The trade itself made a lot of sense, but the righty just hasn’t had a good Grapefruit League performance and might be pitching himself out of the Opening Day roster. Spring training statistics are often a mirage, but Chivilli’s numbers have been a desert storm.

Chivilli has a 14.85 ERA in 6.2 Grapefruit League innings, though, including two more earned runs on Saturday. His 1.95 WHIP is alarming, too. It is the pitching equivalent of a high-performance sports car that looks stunning in the driveway but stalls every time it hits the highway. While the velocity remains, the execution has been scattered, leading to consistent traffic on the basepaths and early exits from the mound.

The Roster Crunch in Tampa

Not everything has been bad, though. The talented righty does have 10 strikeouts, and he has had his share of bad luck. The strikeouts prove the “stuff” is still there—he is missing bats when he finds the zone—but the consistency is missing.

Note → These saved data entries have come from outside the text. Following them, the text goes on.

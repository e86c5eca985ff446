use axum::{
    extract::{
        ws::{Message, WebSocket, WebSocketUpgrade},
        State,
    },
    response::IntoResponse,
};
use futures::{SinkExt, StreamExt};
use tokio::sync::mpsc;
use tracing::{debug, info, warn};

use super::state::AppState;
use crate::session::{ClientMessage, ServerMessage, Session, SessionInput};

/// GET /ws/transcribe-translate
/// Upgrade to a WebSocket and run a streaming session over it
pub async fn ws_handler(ws: WebSocketUpgrade, State(state): State<AppState>) -> impl IntoResponse {
    ws.on_upgrade(|socket| handle_socket(socket, state))
}

/// Bridge a WebSocket onto the session driver: one reader loop parsing text
/// frames into client messages, one writer task serializing responses. The
/// single writer is what guarantees per-session response ordering.
async fn handle_socket(socket: WebSocket, state: AppState) {
    let (mut sink, mut stream) = socket.split();

    let (inbound_tx, inbound_rx) = mpsc::channel::<SessionInput>(64);
    let (outbound_tx, mut outbound_rx) = mpsc::channel::<ServerMessage>(64);

    let session = Session::new(state.dispatcher.clone(), state.stream.clone(), outbound_tx);
    let session_id = session.id().to_string();
    info!("WebSocket connected, starting {}", session_id);

    let session_task = tokio::spawn(session.run(inbound_rx));

    let writer_task = tokio::spawn(async move {
        while let Some(msg) = outbound_rx.recv().await {
            let frame = match serde_json::to_string(&msg) {
                Ok(text) => Message::Text(text),
                Err(e) => {
                    warn!("Failed to serialize response: {}", e);
                    continue;
                }
            };
            if sink.send(frame).await.is_err() {
                break;
            }
        }
    });

    while let Some(frame) = stream.next().await {
        match frame {
            Ok(Message::Text(text)) => {
                // Parse failures are forwarded as session input, not sent
                // to the client directly, so the resulting error keeps its
                // place in the per-session response order.
                let input = match serde_json::from_str::<ClientMessage>(&text) {
                    Ok(msg) => SessionInput::Message(msg),
                    Err(e) => {
                        debug!("{}: unparseable frame: {}", session_id, e);
                        SessionInput::Malformed(format!("invalid message: {}", e))
                    }
                };
                let closing = matches!(input, SessionInput::Message(ClientMessage::Close));
                if inbound_tx.send(input).await.is_err() || closing {
                    break;
                }
            }
            Ok(Message::Close(_)) | Err(_) => break,
            // Pings are answered by axum; binary frames are not part of the
            // protocol (audio travels base64 inside text frames).
            Ok(_) => {}
        }
    }

    // Dropping the inbound sender stops the session loop, which drops the
    // last outbound sender and lets the writer drain and exit.
    drop(inbound_tx);

    if let Err(e) = session_task.await {
        warn!("{}: session task panicked: {}", session_id, e);
    }
    let _ = writer_task.await;

    info!("WebSocket disconnected ({})", session_id);
}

At this point, it would be a huge surprise if the Yankees take him with them to San Francisco for the opener when guys like Cade Winquest, Jake Bird, Paul Blackburn, Brent Headrick, Osvaldo Bido, and Kervin Castro, among others, have pitched better. Reliability usually trumps potential, and right now, the Yankees need arms they can trust to navigate a clean inning rather than a project still finding its footing.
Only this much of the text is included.